Allvar Gullstrand
Allvar Gullstrand .

Alvar Gullstrand nació en Landskrona (Suecia) en 1862. Estudió Medicina, probablemente influenciado por su padre que era médico municipal, en la Universidad de Uppsala, consiguiendo la licenciatura en Estocolmo. Dos años después, con una tesis sobre los ojos, obtuvo el doctorado. A lo largo de su carrera impartió clases de Oftalmología en la Universidad de Uppsala, ocupando la cátedra de dicha especialidad. Murió en 1930, con 68 años de edad, en la ciudad de Estocolmo.
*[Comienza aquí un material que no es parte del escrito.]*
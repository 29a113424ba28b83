//! Structured logging setup
//!
//! Logs go to stderr so that command output on stdout (tokens, JSON) stays
//! pipeable.  `RUST_LOG` takes precedence over the configured level.

use anyhow::Result;
use tracing_subscriber::{fmt, layer::SubscriberExt, util::SubscriberInitExt, EnvFilter};

use crate::config::LoggingConfig;

/// Builds the filter: `RUST_LOG` if set, otherwise `oauthkit=<level>`.
pub fn env_filter(config: &LoggingConfig) -> Result<EnvFilter> {
    match EnvFilter::try_from_default_env() {
        Ok(filter) => Ok(filter),
        Err(_) => Ok(EnvFilter::try_new(format!("oauthkit={}", config.level))?),
    }
}

/// Initialize logging based on configuration.
///
/// # Arguments
///
/// * `config` - Logging configuration
///
/// # Errors
///
/// Returns an error if the level is not a valid filter directive or a
/// global subscriber is already installed.
///
/// # Examples
///
/// ```no_run
/// use oauthkit::config::LoggingConfig;
/// use oauthkit::logging::init_logging;
///
/// init_logging(&LoggingConfig::default()).unwrap();
/// ```
pub fn init_logging(config: &LoggingConfig) -> Result<()> {
    let registry = tracing_subscriber::registry().with(env_filter(config)?);

    if config.json {
        let layer = fmt::layer()
            .json()
            .with_current_span(true)
            .with_span_list(true)
            .with_writer(std::io::stderr);
        registry.with(layer).try_init()?;
    } else {
        let layer = fmt::layer()
            .with_target(true)
            .with_level(true)
            .with_writer(std::io::stderr);
        registry.with(layer).try_init()?;
    }

    Ok(())
}

#[cfg(test)]
mod tests {
    use super::*;

    #[test]
    fn test_env_filter_from_level() {
        let config = LoggingConfig {
            level: "debug".to_string(),
            json: false,
        };
        assert!(env_filter(&config).is_ok());
    }

    #[test]
    fn test_logging_config_default() {
        let config = LoggingConfig::default();
        assert_eq!(config.level, "info");
        assert!(!config.json);
    }
}
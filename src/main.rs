//! oauthkit - OAuth 2.0 / OpenID Connect client CLI
//!
#![doc = "Main entry point for the oauthkit command-line client."]

use anyhow::Result;

use oauthkit::cli::{Cli, Commands};
use oauthkit::commands::{self, Context};
use oauthkit::config::Config;
use oauthkit::logging::init_logging;

#[tokio::main]
async fn main() -> Result<()> {
    // Parse command line arguments
    let cli = Cli::parse_args();

    // Load configuration
    let config = Config::load(&cli.config, &cli)?;

    // Initialize tracing before validation so config warnings are visible
    init_logging(&config.logging)?;

    // Validate configuration
    config.validate()?;

    let ctx = Context::new(config);

    // Execute command
    match cli.command {
        Commands::Discover { json } => {
            tracing::info!("Resolving provider configuration");
            commands::discover::run(&ctx, json).await?;
            Ok(())
        }
        Commands::Login { no_browser, scopes } => {
            tracing::info!("Starting browser login");
            commands::login::run(&ctx, no_browser, scopes).await?;
            Ok(())
        }
        Commands::Token {
            force_refresh,
            id_token,
        } => {
            tracing::debug!("Fetching a fresh token");
            commands::token::run(&ctx, force_refresh, id_token).await?;
            Ok(())
        }
        Commands::Logout {
            end_session,
            no_browser,
        } => {
            tracing::info!("Logging out");
            commands::logout::run(&ctx, end_session, no_browser).await?;
            Ok(())
        }
        Commands::Register {
            redirect_uris,
            initial_access_token,
            save,
        } => {
            tracing::info!("Registering client");
            commands::register::run(&ctx, redirect_uris, initial_access_token, save).await?;
            Ok(())
        }
    }
}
Cuando Alvard Gullstrand decidió dedicarse a la oftalmología existía un convencimiento general de que casi todo lo referente al ojo ya estaba conocido, por lo que pocos avances se podían producir. Sin embargo, todos los conocimientos adquiridos hasta esa fecha se basaban en unos pilares falsos, ya que el ojo era considerado como una estructura homogénea, y sobre esto eran considerados los fenómenos de refracción que ocurrían dentro de él.
Esta fue la primera aportación de Gullstrand: el considerar al ojo humano como un sistema óptico de estructura compleja. A partir de esta hipótesis, Gullstrand se centró en conocer detalladamente el funcionamiento físico del órgano visual, paso previo para poder desarrollar correctamente un conocimiento completo del ojo humano.
Los primeros estudios que realizó Gullstrand fueron sobre el astigmatismo, que es aquel estado de la refracción ocular en el que nunca se reúnen en un foco la totalidad de lo rayos paralelos que, procedentes de un punto, atraviesan los medios dióptricos del ojo. Esto ocurre cuando la curvatura del ojo no es uniforme, y se distinguen dos tipos: regular e irregular. Los estudios sobre astigmatismo permitieron a Gullstrand analizar los fenómenos de acomodación que acontecen en el ojo humano, y de esta esta manera concebir una idea de la óptica física que acontece dentro del ojo mucho más acorde con la realidad.
Para poder desarrollar sus estudios, Gullstrand ideó la lámpara de hendidura, que le facilitó la exploración tridimensional del ojo.
La lámpara de hendidura tiene un foco luminoso cuya luz se concentra por medio de un sistema convergente, hacia una hendidura cuya amplitud puede ser regulada, aumentando o disminuyendo a voluntad la superficie ocular explorada. La imagen de dicha hendidura se proyecta sobre la zona que se examina por medio de una lente de iluminación, obteniéndose de este modo una imagen prismática muy delgada y extraordinariamente clara.
De la misma manera que en una cámara oscura se ven brillar las más pequeñas partículas de polvo en un rayo luminoso, en el haz oblicuo de la lámpara de hendidura se pueden reconocer las opacidades más tenues. La córnea, así como el cristalino, formados por tejidos orgánicos, aparecen como una opalescencia turbia; el humor acuoso, en condiciones normales, aparece ópticamente vacío, es decir, no se distinguen en el mismo el paso de los rayos del foco luminoso. El cuerpo vítreo es mucho más transparente que el cristalino, pero se pueden reconocer con este aparato líneas sinuosas iluminadas.

Con adaptaciones más modernas a la lámpara de hendidura de Gullstrand se pueden obtener imágenes muchísimo más ampliadas, llegando a apreciar detalles estructurales de la córnea, cristalino, etc. que de otra manera sólo se podrían conseguir con preparaciones histológicas. Otra ventaja de estas adaptaciones es la localización de los detalles perceptibles. La observación binocular de la imagen muy aumentada permite calcular la profundidad de lo observado, y se puede localizar con gran precisión todo detalle en relación con la superficie de sección transversal de la córnea, siendo fáciles de reconocer las lesiones desarrolladas en el espesor de ésta. Además de la lámpara de hendidura, Gullstrand diseñó lentes no esféricas y un aparato que fue conocido como oftalmoscopio de Gullstrand. El concepto que tuvo este oftalmólogo de su especialidad abrió nuevos caminos en el concepto de la oftalmología y sus procedimientos de exploración.